So the SysMal PDF has been done and out to backers since the end of August as promised, but it’s not as perfect as we want it to be yet. There is art in there that is not of the minimum quality we wanted because artists missed their deadlines, and the presence of most of the exceptionally great finished art makes its unfinished status all that much more jarring. There are typos lurking in the manuscript and one major goof up in terms of structure on my part that might reduce the page count noticeably after we scrub some redundant verbiage.

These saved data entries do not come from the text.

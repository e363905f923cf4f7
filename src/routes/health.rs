//! # 헬스체크(Health Check) 핸들러
//!
//! - `GET /api/v1/health` → `{ "status": "ok", "version": "...", "db_healthy": true }`
//!
//! 인증 없이 호출할 수 있습니다. 로드밸런서와 컨테이너 헬스체크용입니다.

use axum::{extract::State, Json};
use serde_json::{json, Value};

use crate::routes::AppState;

/// `GET /health`: 서버와 DB 연결 상태를 확인합니다.
///
/// DB 쿼리가 실패해도 200을 돌려주고 `db_healthy: false`로 알립니다.
pub async fn health_check(State(state): State<AppState>) -> Json<Value> {
    let db_healthy = sqlx::query_scalar::<_, i64>("SELECT 1")
        .fetch_one(&state.pool)
        .await
        .is_ok();

    if !db_healthy {
        tracing::warn!("health check: database is unreachable");
    }

    Json(json!({
        "status": "ok",
        "version": env!("CARGO_PKG_VERSION"),
        "db_healthy": db_healthy
    }))
}
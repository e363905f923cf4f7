//! # 데이터베이스 접근 계층 (Data Access Layer)
//!
//! SQLite와 직접 상호작용하는 함수들입니다. 라우트 핸들러(routes/)가 호출합니다.
//!
//! - `chapters`: 챕터 CRUD와 버전 스냅샷/정리
//! - `drafts`: 자동 저장 초안의 저장, 켜기/끄기, 목록, 삭제

pub mod chapters;
pub mod drafts;

pub use chapters::*;
pub use drafts::*;

/// 마이그레이션을 적용한 인메모리 DB (테스트 전용)
///
/// `sqlite::memory:`는 연결마다 별도의 DB가 되므로 연결을 하나로 고정합니다.
#[cfg(test)]
pub(crate) async fn test_pool() -> sqlx::SqlitePool {
    let pool = sqlx::sqlite::SqlitePoolOptions::new()
        .max_connections(1)
        .connect("sqlite::memory:")
        .await
        .expect("in-memory sqlite");
    sqlx::migrate!("./migrations")
        .run(&pool)
        .await
        .expect("migrations apply");
    pool
}
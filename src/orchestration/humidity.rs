// Copyright (c) 2024 Mike Tsao

use crate::prelude::*;
use rustc_hash::FxHashMap;

/// Remembers the wet/dry balance last sent to each effect, so that the
/// synthesis collaborator hears about a change only once.
#[derive(Debug, Default, PartialEq)]
pub struct Humidifier {
    uid_to_humidity: FxHashMap<Uid, Normal>,
}
impl Humidifier {
    /// The effect's last known wetness. An effect that has never been wired
    /// is fully wet.
    pub fn get_humidity(&self, uid: &Uid) -> Normal {
        self.uid_to_humidity.get(uid).cloned().unwrap_or_default()
    }

    /// Records the effect's wetness. Returns true if it changed.
    pub fn set_humidity(&mut self, uid: Uid, humidity: Normal) -> bool {
        self.uid_to_humidity.insert(uid, humidity) != Some(humidity)
    }

    /// Forgets a disposed effect.
    pub fn remove(&mut self, uid: &Uid) {
        self.uid_to_humidity.remove(uid);
    }
}
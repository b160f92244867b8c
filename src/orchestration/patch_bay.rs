// Copyright (c) 2024 Mike Tsao

use super::{topology, EventBus, Humidifier, NodeRepository, TopologyBuilder};
use crate::prelude::*;
use log::debug;

/// [PatchBay] is the spatial patch bay. It owns the node registry and the
/// event bus, keeps the routing graph in step with node positions, and sends
/// signals from emitters to the instruments around them.
///
/// All work happens synchronously on the caller's turn.
#[derive(Debug)]
pub struct PatchBay {
    pub(super) settings: PatchBaySettings,
    pub(super) nodes: NodeRepository,
    bus: EventBus<PatchBay>,
    humidifier: Humidifier,
    transport: Transport,
    factory: NodeFactory,
    pub(super) synthesizer: Box<dyn Synthesizes>,
    pub(super) renderer: Box<dyn Renders>,

    topology_subscriptions: Vec<SubscriptionUid>,
    dragging: Option<Uid>,
}
impl HasEventBus for PatchBay {
    fn event_bus(&self) -> &EventBus<Self> {
        &self.bus
    }
}
impl PatchBay {
    /// Creates an empty patch bay that drives the given collaborators.
    pub fn new_with(
        settings: PatchBaySettings,
        synthesizer: Box<dyn Synthesizes>,
        renderer: Box<dyn Renders>,
    ) -> Self {
        let mut r = Self {
            settings,
            nodes: Default::default(),
            bus: Default::default(),
            humidifier: Default::default(),
            transport: Default::default(),
            factory: NodeFactory::with_built_ins(),
            synthesizer,
            renderer,
            topology_subscriptions: Default::default(),
            dragging: None,
        };
        r.subscribe_topology();
        r
    }

    // Subscribed before any node handler, so the graph is current by the time
    // nodes redraw their lines.
    fn subscribe_topology(&mut self) {
        self.topology_subscriptions = match self.settings.topology_policy() {
            TopologyPolicy::Tree => vec![self
                .bus
                .subscribe(EventTopic::NodeMoved, |bay, _| bay.rebuild_topology())],
            TopologyPolicy::Mesh => [EventTopic::InstrumentMoved, EventTopic::EffectMoved]
                .into_iter()
                .map(|topic| {
                    self.bus.subscribe(topic, |bay, event| match event {
                        PatchBayEvent::InstrumentMoved { uid }
                        | PatchBayEvent::EffectMoved { uid } => bay.topology().refresh_mesh(*uid),
                        _ => {}
                    })
                })
                .collect(),
        };
    }

    pub(super) fn topology(&mut self) -> TopologyBuilder<'_> {
        TopologyBuilder {
            nodes: &mut self.nodes,
            humidifier: &mut self.humidifier,
            synthesizer: self.synthesizer.as_mut(),
            renderer: self.renderer.as_mut(),
            settings: &self.settings,
        }
    }

    #[allow(missing_docs)]
    pub fn settings(&self) -> &PatchBaySettings {
        &self.settings
    }

    /// The node registry.
    pub fn nodes(&self) -> &NodeRepository {
        &self.nodes
    }

    #[allow(missing_docs)]
    pub fn node(&self, uid: Uid) -> Option<&Node> {
        self.nodes.node(uid)
    }

    /// The catalogue used by [PatchBay::add_node_by_key()].
    pub fn factory(&self) -> &NodeFactory {
        &self.factory
    }

    #[allow(missing_docs)]
    pub fn transport(&self) -> &Transport {
        &self.transport
    }

    #[allow(missing_docs)]
    pub fn transport_mut(&mut self) -> &mut Transport {
        &mut self.transport
    }

    /// Creates a node, registers it, wires its subscriptions, and brings the
    /// topology up to date.
    pub fn add_node(&mut self, spec: NodeSpec, position: Point) -> anyhow::Result<Uid> {
        if spec.kind == NodeKind::Master {
            if let Some(master) = self.nodes.master() {
                return Err(PatchBayError::DuplicateMaster(master).into());
            }
        }
        let uid = self.nodes.mint_node_uid();
        let range = spec.range.unwrap_or(self.settings.emitter_range());
        let emitter = match spec.emitter {
            Some(emitter_spec) => Some(self.new_emitter(uid, emitter_spec)?),
            None => None,
        };
        let channel = spec
            .channel
            .as_ref()
            .and_then(|kind| self.synthesizer.create_channel(kind));
        let node = Node::new_with(uid, spec.kind, position, range, channel, emitter);
        let has_ring = node.is_emitter();
        if let Err(e) = self.nodes.add_node(node) {
            if let Some(channel) = channel {
                self.synthesizer.dispose_channel(channel);
            }
            return Err(e);
        }

        let mut subscriptions = vec![self
            .bus
            .subscribe(EventTopic::NodeMoved, move |bay, event| {
                if let PatchBayEvent::NodeMoved { uid: moved } = event {
                    bay.topology().refresh_edges_of(uid, *moved);
                }
            })];
        if spec.kind == NodeKind::Instrument {
            subscriptions.push(
                self.bus
                    .subscribe(EventTopic::SignalEmitted, move |bay, event| {
                        bay.on_signal_emitted(uid, event)
                    }),
            );
        }
        if let Some(node) = self.nodes.node_mut(uid) {
            node.subscriptions = subscriptions;
        }

        self.renderer
            .draw_node(uid, spec.kind, position, has_ring.then_some(range));
        debug!("added {} node {uid} at {position}", spec.kind);
        self.rebuild_topology();
        Ok(uid)
    }

    /// Like [PatchBay::add_node()], but looks the node up in the catalogue.
    pub fn add_node_by_key(&mut self, key: NodeKey, position: Point) -> anyhow::Result<Uid> {
        let spec = self
            .factory
            .new_spec(&key)
            .ok_or_else(|| PatchBayError::UnknownNodeKey(key.to_string()))?;
        self.add_node(spec, position)
    }

    fn new_emitter(&self, uid: Uid, spec: EmitterSpec) -> anyhow::Result<EmitterCore> {
        let behavior = match spec {
            EmitterSpec::Metronome(interval) => {
                EmitterBehavior::Metronome(MetronomeCore::new_with(interval))
            }
            EmitterSpec::RandomPattern => {
                let mut rng = match self.settings.pattern_seed() {
                    Some(seed) => Rng::new_with_seed(seed as u128 + uid.0 as u128),
                    None => Rng::new_from_entropy()?,
                };
                EmitterBehavior::Pattern(PatternCore::new_with_rng(&mut rng))
            }
            EmitterSpec::Fixed(behavior) => behavior,
        };
        let mut emitter = EmitterCore::new_with(behavior);
        if self.transport.is_performing() {
            emitter.play();
        }
        Ok(emitter)
    }

    /// Writes a node's new position and announces the move. Every node
    /// kind publishes [PatchBayEvent::NodeMoved]; instruments and effects
    /// follow it with their role-specific event.
    pub fn move_node(&mut self, uid: Uid, position: Point) -> anyhow::Result<()> {
        let node = self
            .nodes
            .node_mut(uid)
            .ok_or(PatchBayError::UnknownNode(uid))?;
        node.position = position;
        let kind = node.kind();
        self.renderer.set_position(uid, position);
        self.publish(PatchBayEvent::NodeMoved { uid });
        match kind {
            NodeKind::Instrument => self.publish(PatchBayEvent::InstrumentMoved { uid }),
            NodeKind::Effect => self.publish(PatchBayEvent::EffectMoved { uid }),
            NodeKind::Master | NodeKind::Emitter => {}
        }
        Ok(())
    }

    /// The renderer reports that the user grabbed a node.
    pub fn drag_start(&mut self, uid: Uid) -> anyhow::Result<()> {
        if !self.nodes.contains(uid) {
            return Err(PatchBayError::UnknownNode(uid).into());
        }
        self.renderer.bring_to_front(uid);
        self.dragging = Some(uid);
        Ok(())
    }

    /// The renderer reports a drag frame.
    pub fn drag_move(&mut self, uid: Uid, position: Point) -> anyhow::Result<()> {
        self.move_node(uid, position)
    }

    /// The renderer reports that the user let go.
    pub fn drag_end(&mut self, uid: Uid) {
        if self.dragging == Some(uid) {
            self.dragging = None;
        }
    }

    /// The node currently being dragged, if any.
    pub fn dragging(&self) -> Option<Uid> {
        self.dragging
    }

    /// Removes a node and everything that refers to it: its subscriptions,
    /// its emitter's performance, every edge in or out, and its channel.
    /// Disposing a node that's already gone does nothing.
    pub fn dispose_node(&mut self, uid: Uid) {
        let Some(node) = self.nodes.node_mut(uid) else {
            return;
        };
        let subscriptions = std::mem::take(&mut node.subscriptions);
        if let Some(emitter) = node.emitter.as_mut() {
            emitter.stop();
        }
        for subscription in subscriptions {
            self.bus.unsubscribe(subscription);
        }
        self.topology().detach(uid);
        if let Ok(node) = self.nodes.remove_node(uid) {
            if let Some(channel) = node.channel() {
                self.synthesizer.dispose_channel(channel);
            }
        }
        self.humidifier.remove(&uid);
        if self.dragging == Some(uid) {
            self.dragging = None;
        }
        self.renderer.remove_node(uid);
        debug!("disposed node {uid}");
        self.publish(PatchBayEvent::NodeDisposed { uid });
        self.rebuild_topology();
    }

    /// Recomputes the routing graph under the current policy.
    pub fn rebuild_topology(&mut self) {
        self.topology().rebuild();
    }

    /// Switches routing algorithms. The old graph is torn down and the new
    /// one built from scratch.
    pub fn set_topology_policy(&mut self, policy: TopologyPolicy) {
        if policy == self.settings.topology_policy() {
            return;
        }
        self.topology().clear();
        for subscription in std::mem::take(&mut self.topology_subscriptions) {
            self.bus.unsubscribe(subscription);
        }
        self.settings.set_topology_policy(policy);
        self.subscribe_topology();
        debug!("topology policy is now {policy:?}");
        self.rebuild_topology();
    }

    /// The current routing edges.
    pub fn edges(&self) -> Vec<Edge> {
        topology::edges(&self.nodes, &self.settings)
    }

    /// Adds an outside listener to the bus.
    pub fn subscribe(
        &mut self,
        topic: EventTopic,
        handler: impl Fn(&mut PatchBay, &PatchBayEvent) + 'static,
    ) -> SubscriptionUid {
        self.bus.subscribe(topic, handler)
    }

    /// Removes a listener. Removing one twice is harmless.
    pub fn unsubscribe(&mut self, uid: SubscriptionUid) {
        self.bus.unsubscribe(uid);
    }

    /// Starts the transport and every emitter.
    pub fn play(&mut self) {
        self.transport.play();
        for uid in self.nodes.uids().to_vec() {
            if let Some(emitter) = self.nodes.node_mut(uid).and_then(|n| n.emitter.as_mut()) {
                emitter.play();
            }
        }
    }

    /// Stops the transport and every emitter. Stopping twice rewinds.
    pub fn stop(&mut self) {
        self.transport.stop();
        for uid in self.nodes.uids().to_vec() {
            if let Some(emitter) = self.nodes.node_mut(uid).and_then(|n| n.emitter.as_mut()) {
                emitter.stop();
            }
        }
    }

    /// Moves the transport forward by `frames` and performs whatever fires
    /// in that span.
    pub fn advance(&mut self, frames: usize) -> TimeRange {
        let range = self.transport.advance(frames);
        if self.transport.is_performing() {
            self.perform(&range);
        }
        range
    }

    /// Fires every emitter's signals in `range`, earliest first. Firings at
    /// the same time go in registry order. Each firing is its own turn: an
    /// emitter first pulses itself, then the signal goes out to listeners.
    pub fn perform(&mut self, range: &TimeRange) {
        let mut firings: Vec<(Uid, Signal)> = Vec::default();
        for uid in self.nodes.uids().to_vec() {
            if let Some(emitter) = self.nodes.node_mut(uid).and_then(|n| n.emitter.as_mut()) {
                emitter.update_time_range(range);
                emitter.work(&mut |signal| firings.push((uid, signal)));
            }
        }
        firings.sort_by_key(|(_, signal)| signal.time);

        for (uid, signal) in firings {
            // An earlier turn may have disposed this emitter.
            if !self.nodes.node(uid).is_some_and(|n| n.is_emitter()) {
                continue;
            }
            self.deliver(uid, signal);
            self.publish(PatchBayEvent::SignalEmitted {
                source: uid,
                signal,
            });
        }
    }

    /// Lays out a sample scene: a master, two
    /// instruments, three effects, two metronomes, and two random parts.
    pub fn build_demo_scene(&mut self) -> anyhow::Result<Vec<Uid>> {
        let layout = [
            (NodeSpec::master(), (100.0, 100.0)),
            (NodeSpec::instrument(ChannelKind::Synth), (150.0, 200.0)),
            (NodeSpec::instrument(ChannelKind::PluckSynth), (200.0, 100.0)),
            (NodeSpec::effect(ChannelKind::Chorus), (410.0, 350.0)),
            (
                NodeSpec::effect(ChannelKind::PitchShift { semitones: -8 }),
                (500.0, 350.0),
            ),
            (
                NodeSpec::effect(ChannelKind::BitCrusher { bits: 4 }),
                (350.0, 350.0),
            ),
            (NodeSpec::metronome(Subdivision::Quarter), (300.0, 300.0)),
            (NodeSpec::metronome(Subdivision::Half), (600.0, 300.0)),
            (NodeSpec::pattern(), (600.0, 100.0)),
            (NodeSpec::pattern(), (500.0, 100.0)),
        ];
        layout
            .into_iter()
            .map(|(spec, position)| self.add_node(spec, position.into()))
            .collect()
    }
}
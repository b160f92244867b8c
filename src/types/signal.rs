// Copyright (c) 2024 Mike Tsao

use super::{MusicalTime, Normal, Note, Subdivision};
use derive_builder::Builder;
use serde::{Deserialize, Serialize};

/// A [Signal] is the ephemeral event an emitter sends to nearby receivers. It
/// has no identity and lives only for one propagation pass.
///
/// `time` is a scheduling token handed through to the synthesis collaborator.
/// Nothing in routing interprets it.
#[derive(Clone, Copy, Debug, Default, Builder, PartialEq, Serialize, Deserialize)]
#[builder(default)]
#[serde(rename_all = "kebab-case")]
pub struct Signal {
    #[allow(missing_docs)]
    pub time: MusicalTime,

    /// The note a pattern emitter asks for.
    #[builder(setter(strip_option))]
    pub note: Option<Note>,

    /// The subdivision a metronome fires on.
    #[builder(setter(strip_option))]
    pub frequency: Option<Subdivision>,

    /// Set by the receiver from its distance to the emitter.
    #[builder(setter(strip_option))]
    pub strength: Option<Normal>,
}
impl Signal {
    #[allow(missing_docs)]
    pub fn new_with_note(time: MusicalTime, note: Note) -> Self {
        Self {
            time,
            note: Some(note),
            ..Default::default()
        }
    }

    #[allow(missing_docs)]
    pub fn new_with_frequency(time: MusicalTime, frequency: Subdivision) -> Self {
        Self {
            time,
            frequency: Some(frequency),
            ..Default::default()
        }
    }

    /// Returns a copy of this signal with `strength` merged in.
    pub fn with_strength(&self, strength: Normal) -> Self {
        Self {
            strength: Some(strength),
            ..*self
        }
    }
}
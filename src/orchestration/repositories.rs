// Copyright (c) 2024 Mike Tsao

use super::PatchBayError;
use crate::prelude::*;
use anyhow::{anyhow, Result};
use delegate::delegate;
use rustc_hash::FxHashMap;

/// The registry of live [Node]s. Iteration follows insertion order, which is
/// also the tie-break order for every topology decision.
#[derive(Debug, Default)]
pub struct NodeRepository {
    uid_factory: UidFactory<Uid>,
    nodes: FxHashMap<Uid, Node>,
    uids: Vec<Uid>,
}
impl NodeRepository {
    delegate! {
        to self.uid_factory {
            #[call(mint_next)]
            /// Creates a new [Uid].
            pub fn mint_node_uid(&self) -> Uid;
        }
    }

    /// Adds the node and appends its uid to the ordered list.
    pub fn add_node(&mut self, node: Node) -> Result<Uid> {
        let uid = node.uid();
        if self.nodes.contains_key(&uid) {
            return Err(anyhow!("Node {uid} already exists"));
        }
        self.uid_factory.notify_externally_minted_uid(uid);
        self.nodes.insert(uid, node);
        self.uids.push(uid);
        Ok(uid)
    }

    /// Removes an existing [Node] and returns ownership to the caller.
    pub fn remove_node(&mut self, uid: Uid) -> Result<Node> {
        self.uids.retain(|u| *u != uid);
        self.nodes
            .remove(&uid)
            .ok_or_else(|| PatchBayError::UnknownNode(uid).into())
    }

    #[allow(missing_docs)]
    pub fn node(&self, uid: Uid) -> Option<&Node> {
        self.nodes.get(&uid)
    }

    #[allow(missing_docs)]
    pub fn node_mut(&mut self, uid: Uid) -> Option<&mut Node> {
        self.nodes.get_mut(&uid)
    }

    #[allow(missing_docs)]
    pub fn contains(&self, uid: Uid) -> bool {
        self.nodes.contains_key(&uid)
    }

    /// Every live uid in insertion order.
    pub fn uids(&self) -> &[Uid] {
        &self.uids
    }

    /// Every live node in insertion order.
    pub fn iter(&self) -> impl Iterator<Item = &Node> {
        self.uids.iter().filter_map(|uid| self.nodes.get(uid))
    }

    /// The uids of nodes that satisfy `f`, in insertion order.
    pub fn uids_where(&self, f: impl Fn(&Node) -> bool) -> Vec<Uid> {
        self.iter().filter(|n| f(n)).map(|n| n.uid()).collect()
    }

    /// The root of the routing graph, if one has been added.
    pub fn master(&self) -> Option<Uid> {
        self.iter()
            .find(|n| n.kind() == NodeKind::Master)
            .map(|n| n.uid())
    }

    #[allow(missing_docs)]
    pub fn len(&self) -> usize {
        self.uids.len()
    }

    #[allow(missing_docs)]
    pub fn is_empty(&self) -> bool {
        self.uids.is_empty()
    }
}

After Mikaela is rested up from the exhausting double-header of GenCon and DragonCon (I’m not sure if it’s always this way, but those cons were really like back-to-back this year and attending both as exhibitors/vendors/geeks who drink really really wiped us out) she’ll be polishing it to a smooth shiny finish and it should be on its way to printers some time in September.


GenCon 50: Real Talk

There’s a lot of pressure to be positive even when you’re feeling anything but because people smell weakness and instinctively hate it. But there aren’t a ton of people who read this anyway so why waste energy lying to an audience that’s almost/mostly not there?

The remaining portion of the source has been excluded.